Exercise details:
Look for the word "bodies" in the entries and copy each line where it appears.

Entries shown:

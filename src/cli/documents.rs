//! Model and state files.
//!
//! Files are YAML or JSON; both parse through `serde_yaml`.

use std::path::Path;

use serde::Serialize;
use serde::de::DeserializeOwned;
use serde_json::Value;
use tracing::debug;

use crate::error::{ConfigError, MetaKubeError, Result};
use crate::schema::{Schema, process_env};

/// Reads a YAML or JSON document into a JSON value.
///
/// # Errors
///
/// Returns an error if the file cannot be read or parsed.
pub fn read_document(path: &Path) -> Result<Value> {
    debug!("Reading document {}", path.display());
    if !path.exists() {
        return Err(MetaKubeError::Config(ConfigError::FileNotFound {
            path: path.to_path_buf(),
        }));
    }

    let content = std::fs::read_to_string(path)?;
    parse_document(&content, Some(path))
}

/// Parses YAML or JSON text into a JSON value.
///
/// # Errors
///
/// Returns a parse error naming `source`.
pub fn parse_document(content: &str, source: Option<&Path>) -> Result<Value> {
    serde_yaml::from_str(content).map_err(|e| {
        MetaKubeError::Config(ConfigError::ParseError {
            message: format!("document parse error: {e}"),
            location: source.map(|p| p.display().to_string()),
        })
    })
}

/// Loads a desired-state model: defaults (including environment and prior
/// state) are applied and the attribute table is checked.
///
/// # Errors
///
/// Returns an error if the file cannot be read or fails the schema.
pub fn load_plan<T: DeserializeOwned>(schema: &Schema, path: &Path, prior: Option<&Value>) -> Result<T> {
    schema.decode(read_document(path)?, prior, &process_env)
}

/// Loads a recorded state as-is.
///
/// # Errors
///
/// Returns an error if the file cannot be read or does not match `T`.
pub fn load_state<T: DeserializeOwned>(path: &Path) -> Result<T> {
    Ok(serde_json::from_value(read_document(path)?)?)
}

/// Serializes a state for re-use as a prior state.
///
/// # Errors
///
/// Returns an error if the state cannot be serialized.
pub fn to_value<T: Serialize>(state: &T) -> Result<Value> {
    Ok(serde_json::to_value(state)?)
}
//! API token resolution.
//!
//! The token is either configured inline or read from a file whose path may
//! start with `~`.

use std::path::{Path, PathBuf};

use tracing::debug;

use crate::error::{AuthError, Result};

/// Resolves the bearer token used for every API request.
#[derive(Debug, Clone, Default)]
pub struct Authenticator {
    token: Option<String>,
    token_path: Option<String>,
}

impl Authenticator {
    /// Creates an authenticator from the configured token sources.
    #[must_use]
    pub fn new(token: Option<String>, token_path: Option<String>) -> Self {
        Self {
            token: token.filter(|t| !t.trim().is_empty()),
            token_path: token_path.filter(|p| !p.trim().is_empty()),
        }
    }

    /// Returns the bearer token.
    ///
    /// # Errors
    ///
    /// Returns an [`AuthError`] reported against `token` and `token_path` when
    /// neither yields a non-empty token, or when the token file cannot be read.
    pub fn token(&self) -> Result<String> {
        if let Some(token) = &self.token {
            return Ok(token.trim().to_string());
        }

        let Some(raw_path) = &self.token_path else {
            return Err(AuthError::missing_token(
                "either token or token_path must be set",
            )
            .into());
        };

        let path = expand_home(raw_path);
        debug!("Reading API token from {}", path.display());

        let contents = std::fs::read_to_string(&path).map_err(|e| {
            AuthError::missing_token(format!(
                "failed to read token file {}: {e}",
                path.display()
            ))
        })?;

        let token = contents.trim();
        if token.is_empty() {
            return Err(
                AuthError::missing_token(format!("token file {} is empty", path.display())).into(),
            );
        }

        Ok(token.to_string())
    }
}

/// Expands a leading `~` to the user's home directory.
#[must_use]
pub fn expand_home(path: &str) -> PathBuf {
    if path == "~" {
        return dirs::home_dir().unwrap_or_else(|| PathBuf::from(path));
    }

    match (path.strip_prefix("~/"), dirs::home_dir()) {
        (Some(rest), Some(home)) => home.join(rest),
        _ => Path::new(path).to_path_buf(),
    }
}
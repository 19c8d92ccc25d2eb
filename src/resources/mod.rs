//! Resource reconcilers and the project data source.
//!
//! Every managed type implements [`Resource`]: `create`, `read`, `update`,
//! `delete` and `import` over a typed model. Operations are driven by an
//! [`OperationContext`] and return a [`Response`] holding the new state plus
//! any diagnostics. A `Response` may carry both a state and an error
//! diagnostic, e.g. when a readiness wait timed out after the object was
//! created.

pub mod cluster;
pub mod import;
pub mod node_deployment;
pub mod project;
pub mod role_binding;
pub mod sshkey;

use async_trait::async_trait;
use serde::Serialize;
use serde::de::DeserializeOwned;
use tracing::debug;

use crate::api::MetaKubeClient;
use crate::context::OperationContext;
use crate::diagnostics::{Diagnostic, Diagnostics};
use crate::error::{ImportError, MetaKubeError, Result};
use crate::schema::Schema;

pub use cluster::{ClusterResource, wait_for_cluster_ready};
pub use node_deployment::NodeDeploymentResource;
pub use project::ProjectDataSource;
pub use role_binding::{ClusterRoleBindingResource, RoleBindingResource};
pub use sshkey::SshKeyResource;

/// Outcome of a resource operation.
#[derive(Debug, Clone)]
pub struct Response<T> {
    /// New state; `None` when the object no longer exists.
    pub state: Option<T>,
    /// Warnings and errors collected along the way.
    pub diagnostics: Diagnostics,
}

impl<T> Response<T> {
    /// A response carrying `state` and no diagnostics.
    #[must_use]
    pub fn new(state: T) -> Self {
        Self {
            state: Some(state),
            diagnostics: Diagnostics::new(),
        }
    }

    /// A response telling the orchestrator to drop the object from state.
    #[must_use]
    pub fn removed() -> Self {
        Self {
            state: None,
            diagnostics: Diagnostics::new(),
        }
    }

    /// Prepends `earlier` to the diagnostics of this response.
    #[must_use]
    pub fn with_diagnostics(mut self, earlier: Diagnostics) -> Self {
        let mut all = earlier;
        all.extend(self.diagnostics);
        self.diagnostics = all;
        self
    }

    /// Appends the diagnostics of `error`.
    #[must_use]
    pub fn with_error(mut self, error: &MetaKubeError) -> Self {
        self.diagnostics.extend(error.to_diagnostics());
        self
    }

    /// Returns true if any diagnostic is an error.
    #[must_use]
    pub fn has_errors(&self) -> bool {
        self.diagnostics.has_errors()
    }
}

/// A managed resource type.
#[async_trait]
pub trait Resource: Send + Sync {
    /// Typed model of the resource.
    type Model: Clone + Send + Sync + Serialize + DeserializeOwned;

    /// Attribute table used to decode, default and redact models.
    fn schema(&self) -> &'static Schema;

    /// Creates the object described by `plan`.
    async fn create(&self, ctx: &OperationContext, plan: Self::Model) -> Result<Response<Self::Model>>;

    /// Refreshes `state` from the API.
    async fn read(&self, ctx: &OperationContext, state: Self::Model) -> Result<Response<Self::Model>>;

    /// Moves the object from `prior` to `plan`.
    async fn update(
        &self,
        ctx: &OperationContext,
        prior: Self::Model,
        plan: Self::Model,
    ) -> Result<Response<Self::Model>>;

    /// Deletes the object; deleting an absent object succeeds.
    async fn delete(&self, ctx: &OperationContext, state: Self::Model) -> Result<Diagnostics>;

    /// Builds state from an import identifier.
    async fn import(&self, ctx: &OperationContext, id: &str) -> Result<Response<Self::Model>>;
}

/// Fails with one diagnostic per attribute whose change needs a new object.
///
/// # Errors
///
/// Returns [`MetaKubeError::Validation`] when a force-new attribute differs,
/// or a serialization error.
pub fn ensure_in_place<T: Serialize>(schema: &Schema, prior: &T, plan: &T) -> Result<()> {
    let prior = serde_json::to_value(prior)?;
    let plan = serde_json::to_value(plan)?;

    let diagnostics: Diagnostics = schema
        .requires_replacement(&prior, &plan)
        .into_iter()
        .map(|path| {
            Diagnostic::error(
                "Attribute requires replacement",
                format!("Changing {path} of {} needs a new object.", schema.type_name),
            )
            .with_attribute(path)
        })
        .collect();

    diagnostics.into_result().map(|_| ())
}

/// Returns `project` when set, otherwise scans every visible project for
/// `cluster_id`.
///
/// # Errors
///
/// Returns [`ImportError::OwnerNotFound`] when no project owns the cluster,
/// or the API error of a failed listing.
pub async fn resolve_project(
    client: &MetaKubeClient,
    project: Option<&str>,
    cluster_id: &str,
) -> Result<String> {
    if let Some(project) = project.filter(|p| !p.is_empty()) {
        return Ok(project.to_string());
    }

    find_cluster_project(client, cluster_id)
        .await?
        .ok_or_else(|| {
            ImportError::OwnerNotFound {
                what: "cluster",
                id: cluster_id.to_string(),
            }
            .into()
        })
}

/// Scans projects for the one owning `cluster_id`.
///
/// Projects the token cannot list are skipped.
///
/// # Errors
///
/// Returns the API error of a failed listing.
pub async fn find_cluster_project(client: &MetaKubeClient, cluster_id: &str) -> Result<Option<String>> {
    debug!("Scanning projects for cluster {cluster_id}");

    for project in client.list_projects().await? {
        match client.list_clusters(&project.id).await {
            Ok(clusters) if clusters.iter().any(|c| c.id == cluster_id) => {
                debug!("Cluster {cluster_id} belongs to project {}", project.id);
                return Ok(Some(project.id));
            }
            Ok(_) => {}
            Err(e) if e.is_gone() => debug!("Skipping project {}: {e}", project.id),
            Err(e) => return Err(e),
        }
    }

    Ok(None)
}

#[cfg(test)]
mod tests {
    use super::*;
    use crate::schema::sshkey::{SCHEMA, SshKeyModel};

    #[test]
    fn test_ensure_in_place_reports_each_path() {
        let prior = SshKeyModel {
            id: Some(String::from("k")),
            project_id: Some(String::from("p")),
            name: String::from("laptop"),
            public_key: String::from("ssh-ed25519 AAAA"),
        };
        let mut plan = prior.clone();
        plan.name = String::from("desktop");
        plan.public_key = String::from("ssh-ed25519 BBBB");

        let err = ensure_in_place(&SCHEMA, &prior, &plan).expect_err("should refuse");
        let attributes: Vec<String> = err
            .to_diagnostics()
            .iter()
            .filter_map(|d| d.attribute.clone())
            .collect();
        assert_eq!(attributes, vec!["name", "public_key"]);

        assert!(ensure_in_place(&SCHEMA, &prior, &prior).is_ok());
    }

    #[test]
    fn test_response_keeps_earlier_diagnostics_first() {
        let mut earlier = Diagnostics::new();
        earlier.warn("first", "");
        let mut response = Response::new(1);
        response.diagnostics.warn("second", "");

        let response = response.with_diagnostics(earlier);
        let summaries: Vec<&str> = response
            .diagnostics
            .iter()
            .map(|d| d.summary.as_str())
            .collect();
        assert_eq!(summaries, vec!["first", "second"]);
        assert!(!response.has_errors());
    }
}
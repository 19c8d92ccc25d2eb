//! SSH keys, role bindings and the project data source against a mocked
//! MetaKube API.

mod common;

use common::{CLUSTER, PROJECT, api_error, client, cluster_path, mount_json, mount_status, requests};
use metakube_provider::context::OperationContext;
use metakube_provider::resources::{
    ClusterRoleBindingResource, ProjectDataSource, Resource, RoleBindingResource, SshKeyResource,
};
use metakube_provider::schema::{
    ClusterRoleBindingModel, RoleBindingModel, SshKeyModel, SubjectKindModel, SubjectModel,
};
use serde_json::{Value, json};
use wiremock::matchers::{method, path};
use wiremock::{Mock, MockServer, ResponseTemplate};

const PUBLIC_KEY: &str = "ssh-ed25519 AAAAC3NzaC1lZDI1NTE5AAAAIG0ps laptop";

fn sshkeys_path() -> String {
    format!("/api/v1/projects/{PROJECT}/sshkeys")
}

fn server_key() -> Value {
    json!({
        "id": "key-1",
        "name": "laptop",
        "creationTimestamp": "2024-05-02T09:00:00Z",
        "spec": {"publicKey": PUBLIC_KEY, "fingerprint": "aa:bb:cc"}
    })
}

fn subject(kind: SubjectKindModel, name: &str) -> SubjectModel {
    SubjectModel {
        kind,
        name: name.to_string(),
    }
}

fn projects() -> Value {
    json!([
        {"id": "proj-1", "name": "sandbox", "status": "Active"},
        {"id": PROJECT, "name": "production", "status": "Active", "labels": {"cost-center": "42"}},
        {"id": "proj-9", "name": "staging", "status": "Active"},
        {"id": "proj-10", "name": "staging", "status": "Inactive"}
    ])
}

#[tokio::test]
async fn test_create_sshkey_keeps_key_text() {
    let server = MockServer::start().await;
    Mock::given(method("POST"))
        .and(path(sshkeys_path()))
        .respond_with(ResponseTemplate::new(201).set_body_json(server_key()))
        .expect(1)
        .mount(&server)
        .await;

    let plan = SshKeyModel {
        id: None,
        project_id: Some(String::from(PROJECT)),
        name: String::from("laptop"),
        public_key: format!("{PUBLIC_KEY}\n"),
    };
    let response = SshKeyResource::new(client(&server))
        .create(&OperationContext::new(), plan.clone())
        .await
        .expect("create should succeed");

    let state = response.state.expect("state after create");
    assert_eq!(state.key_id(), Some("key-1"));
    assert_eq!(state.public_key, plan.public_key);

    let posts = requests(&server, "POST", &sshkeys_path()).await;
    let body: Value = posts[0].body_json().expect("json body");
    assert_eq!(body["name"], "laptop");
    assert_eq!(body["spec"]["publicKey"], plan.public_key);
}

#[tokio::test]
async fn test_create_sshkey_requires_project() {
    let server = MockServer::start().await;
    let plan = SshKeyModel {
        id: None,
        project_id: None,
        name: String::from("laptop"),
        public_key: String::from(PUBLIC_KEY),
    };

    let err = SshKeyResource::new(client(&server))
        .create(&OperationContext::new(), plan)
        .await
        .expect_err("no project to create in");

    assert!(err.to_string().contains("project_id"));
}

#[tokio::test]
async fn test_import_sshkey_scans_projects() {
    let server = MockServer::start().await;
    mount_json(&server, "GET", "/api/v1/projects", projects()).await;
    mount_json(&server, "GET", "/api/v1/projects/proj-1/sshkeys", json!([])).await;
    mount_json(&server, "GET", &sshkeys_path(), json!([server_key()])).await;

    let response = SshKeyResource::new(client(&server))
        .import(&OperationContext::new(), "key-1")
        .await
        .expect("import should succeed");

    let state = response.state.expect("imported state");
    assert_eq!(state.project_id.as_deref(), Some(PROJECT));
    assert_eq!(state.name, "laptop");
    assert_eq!(state.public_key, PUBLIC_KEY);
}

#[tokio::test]
async fn test_update_sshkey_ignores_surrounding_whitespace() {
    let server = MockServer::start().await;
    mount_json(&server, "GET", &sshkeys_path(), json!([server_key()])).await;

    let prior = SshKeyModel {
        id: Some(String::from("key-1")),
        project_id: Some(String::from(PROJECT)),
        name: String::from("laptop"),
        public_key: String::from(PUBLIC_KEY),
    };
    let mut plan = prior.clone();
    plan.public_key = format!("{PUBLIC_KEY}\n");

    let response = SshKeyResource::new(client(&server))
        .update(&OperationContext::new(), prior.clone(), plan)
        .await
        .expect("whitespace-only change stays in place");

    assert_eq!(response.state, Some(prior));
    assert!(requests(&server, "POST", &sshkeys_path()).await.is_empty());
}

#[tokio::test]
async fn test_delete_missing_sshkey_is_noop() {
    let server = MockServer::start().await;
    Mock::given(method("DELETE"))
        .and(path(format!("{}/key-1", sshkeys_path())))
        .respond_with(api_error(404, "ssh key not found"))
        .expect(1)
        .mount(&server)
        .await;

    let state = SshKeyModel {
        id: Some(String::from("key-1")),
        project_id: Some(String::from(PROJECT)),
        name: String::from("laptop"),
        public_key: String::from(PUBLIC_KEY),
    };
    let diagnostics = SshKeyResource::new(client(&server))
        .delete(&OperationContext::new(), state)
        .await
        .expect("delete should succeed");

    assert!(diagnostics.is_empty());
}

#[tokio::test]
async fn test_role_binding_binds_each_subject() {
    let server = MockServer::start().await;
    let bind_path = cluster_path("/roles/default/namespace-admin/bindings");
    mount_status(&server, "POST", &bind_path, 200).await;
    mount_json(
        &server,
        "GET",
        &cluster_path("/bindings"),
        json!([
            {
                "namespace": "default",
                "roleRefName": "namespace-admin",
                "subjects": [
                    {"kind": "Group", "name": "ops", "apiGroup": "rbac.authorization.k8s.io"},
                    {"kind": "User", "name": "jane@example.com", "apiGroup": "rbac.authorization.k8s.io"}
                ]
            },
            {
                "namespace": "kube-system",
                "roleRefName": "namespace-admin",
                "subjects": [{"kind": "User", "name": "root@example.com"}]
            }
        ]),
    )
    .await;

    let plan = RoleBindingModel {
        project_id: Some(String::from(PROJECT)),
        cluster_id: String::from(CLUSTER),
        namespace: String::from("default"),
        role_name: String::from("namespace-admin"),
        subjects: vec![
            subject(SubjectKindModel::User, "jane@example.com"),
            subject(SubjectKindModel::Group, "ops"),
        ],
    };
    let response = RoleBindingResource::new(client(&server))
        .create(&OperationContext::new(), plan.clone())
        .await
        .expect("create should succeed");

    let state = response.state.expect("state after create");
    assert_eq!(state.subjects, plan.subjects);

    let bodies: Vec<Value> = requests(&server, "POST", &bind_path)
        .await
        .iter()
        .map(|r| r.body_json().expect("json body"))
        .collect();
    assert_eq!(
        bodies,
        vec![json!({"userEmail": "jane@example.com"}), json!({"group": "ops"})]
    );
}

#[tokio::test]
async fn test_role_binding_read_drops_missing_binding() {
    let server = MockServer::start().await;
    mount_json(&server, "GET", &cluster_path("/bindings"), json!([])).await;

    let state = RoleBindingModel {
        project_id: Some(String::from(PROJECT)),
        cluster_id: String::from(CLUSTER),
        namespace: String::from("default"),
        role_name: String::from("view"),
        subjects: vec![subject(SubjectKindModel::User, "jane@example.com")],
    };
    let response = RoleBindingResource::new(client(&server))
        .read(&OperationContext::new(), state)
        .await
        .expect("read should succeed");

    assert!(response.state.is_none());
}

#[tokio::test]
async fn test_role_binding_update_refuses_changes() {
    let server = MockServer::start().await;
    let prior = RoleBindingModel {
        project_id: Some(String::from(PROJECT)),
        cluster_id: String::from(CLUSTER),
        namespace: String::from("default"),
        role_name: String::from("view"),
        subjects: vec![subject(SubjectKindModel::User, "jane@example.com")],
    };
    let mut plan = prior.clone();
    plan.role_name = String::from("edit");

    let err = RoleBindingResource::new(client(&server))
        .update(&OperationContext::new(), prior, plan)
        .await
        .expect_err("role changes need a new binding");

    let attributes: Vec<String> = err
        .to_diagnostics()
        .iter()
        .filter_map(|d| d.attribute.clone())
        .collect();
    assert_eq!(attributes, vec!["role_name"]);
}

#[tokio::test]
async fn test_cluster_role_binding_delete_unbinds_subjects() {
    let server = MockServer::start().await;
    let bind_path = cluster_path("/clusterroles/cluster-admin/clusterbindings");
    Mock::given(method("DELETE"))
        .and(path(bind_path.clone()))
        .respond_with(ResponseTemplate::new(200))
        .up_to_n_times(1)
        .mount(&server)
        .await;
    Mock::given(method("DELETE"))
        .and(path(bind_path.clone()))
        .respond_with(api_error(404, "subject not bound"))
        .mount(&server)
        .await;

    let state = ClusterRoleBindingModel {
        project_id: Some(String::from(PROJECT)),
        cluster_id: String::from(CLUSTER),
        cluster_role_name: String::from("cluster-admin"),
        subjects: vec![
            subject(SubjectKindModel::User, "jane@example.com"),
            subject(SubjectKindModel::User, "gone@example.com"),
        ],
    };
    let diagnostics = ClusterRoleBindingResource::new(client(&server))
        .delete(&OperationContext::new(), state)
        .await
        .expect("delete should succeed");

    assert!(diagnostics.is_empty());
    assert_eq!(requests(&server, "DELETE", &bind_path).await.len(), 2);
}

#[tokio::test]
async fn test_cluster_role_binding_import() {
    let server = MockServer::start().await;
    mount_json(
        &server,
        "GET",
        &cluster_path("/clusterbindings"),
        json!([
            {"roleRefName": "cluster-admin", "subjects": [{"kind": "Group", "name": "ops"}]},
            {"roleRefName": "view", "subjects": [{"kind": "User", "name": "jane@example.com"}]}
        ]),
    )
    .await;

    let response = ClusterRoleBindingResource::new(client(&server))
        .import(
            &OperationContext::new(),
            &format!("{PROJECT}:{CLUSTER}:cluster-admin"),
        )
        .await
        .expect("import should succeed");

    let state = response.state.expect("imported state");
    assert_eq!(state.cluster_role_name, "cluster-admin");
    assert_eq!(state.subjects, vec![subject(SubjectKindModel::Group, "ops")]);
}

#[tokio::test]
async fn test_project_lookup_by_name() {
    let server = MockServer::start().await;
    mount_json(&server, "GET", "/api/v1/projects", projects()).await;
    let source = ProjectDataSource::new(client(&server));
    let ctx = OperationContext::new();

    let found = source.read(&ctx, "production").await.expect("lookup should succeed");
    let project = found.state.expect("one project");
    assert_eq!(project.id, PROJECT);
    assert_eq!(project.labels.get("cost-center").map(String::as_str), Some("42"));

    let missing = source.read(&ctx, "nope").await.expect("lookup should succeed");
    assert!(missing.state.is_none());
    assert!(missing.has_errors());

    let ambiguous = source.read(&ctx, "staging").await.expect("lookup should succeed");
    assert!(ambiguous.state.is_none());
    let error = ambiguous.diagnostics.errors().next().expect("one error");
    assert_eq!(error.summary, "Ambiguous project name");
    assert!(error.detail.contains("proj-9"));
    assert!(error.detail.contains("proj-10"));
}
/// Builds a cluster specification, including only paths accepted by `changes`.
#[must_use]
pub fn expand_cluster_spec(model: &ClusterModel, changes: &ChangeSet) -> ClusterSpec {
    let spec = &model.spec;
    let mut out = ClusterSpec::default();

    if changes.includes("spec.version") {
        out.version = non_empty(&spec.version);
    }

    if changes.includes("spec.cloud") {
        out.cloud = Some(expand_cloud(&model.dc_name, &spec.cloud));
        out.billing_tenant = spec
            .cloud
            .aws
            .as_ref()
            .and_then(|aws| aws.openstack_billing_tenant.as_deref())
            .and_then(non_empty);
    }

    let network_changed = ["spec.ip_family", "spec.pods_cidr", "spec.services_cidr"]
        .iter()
        .any(|path| changes.includes(path));
    if network_changed {
        let ranges = |value: Option<&String>| {
            value
                .and_then(|v| split_cidrs(v).into_iter().next())
                .map(|cidr| NetworkRanges {
                    cidr_blocks: vec![cidr],
                })
        };
        out.cluster_network = Some(ClusterNetwork {
            ip_family: spec.ip_family.as_deref().and_then(non_empty),
            pods: ranges(spec.pods_cidr.as_ref()),
            services: ranges(spec.services_cidr.as_ref()),
        });
    }

    if changes.includes("spec.cni_plugin") {
        out.cni_plugin = spec.cni_plugin.as_ref().map(|cni| CniPlugin {
            plugin_type: cni.plugin_type.clone(),
            version: None,
        });
    }

    if changes.includes("spec.audit_logging") {
        out.audit_logging = spec
            .audit_logging
            .map(|enabled| AuditLogging { enabled });
    }
    if changes.includes("spec.pod_security_policy") {
        out.use_pod_security_policy_admission_plugin = spec.pod_security_policy;
    }
    if changes.includes("spec.pod_node_selector") {
        out.use_pod_node_selector_admission_plugin = spec.pod_node_selector;
    }
    if changes.includes("spec.enable_ssh_agent") {
        // Attached keys need the agent; unset means on.
        out.enable_user_ssh_key_agent = spec
            .enable_ssh_agent
            .or_else(|| (!model.sshkeys.is_empty()).then_some(true));
    }
    if changes.includes("spec.update_window") {
        out.update_window = spec.update_window.as_ref().map(|w| UpdateWindow {
            start: w.start.clone(),
            length: w.length.clone(),
        });
    }
    if changes.includes("spec.syseleven_auth") {
        out.syseleven_auth = spec.syseleven_auth.as_ref().map(|a| SysElevenAuth {
            realm: a.realm.as_deref().and_then(non_empty),
            iam_authentication: a.iam_authentication,
        });
    }

    out
}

Exercise response:
    let bodies: Vec<Value> = requests(&server, "POST", &bind_path)
        bodies,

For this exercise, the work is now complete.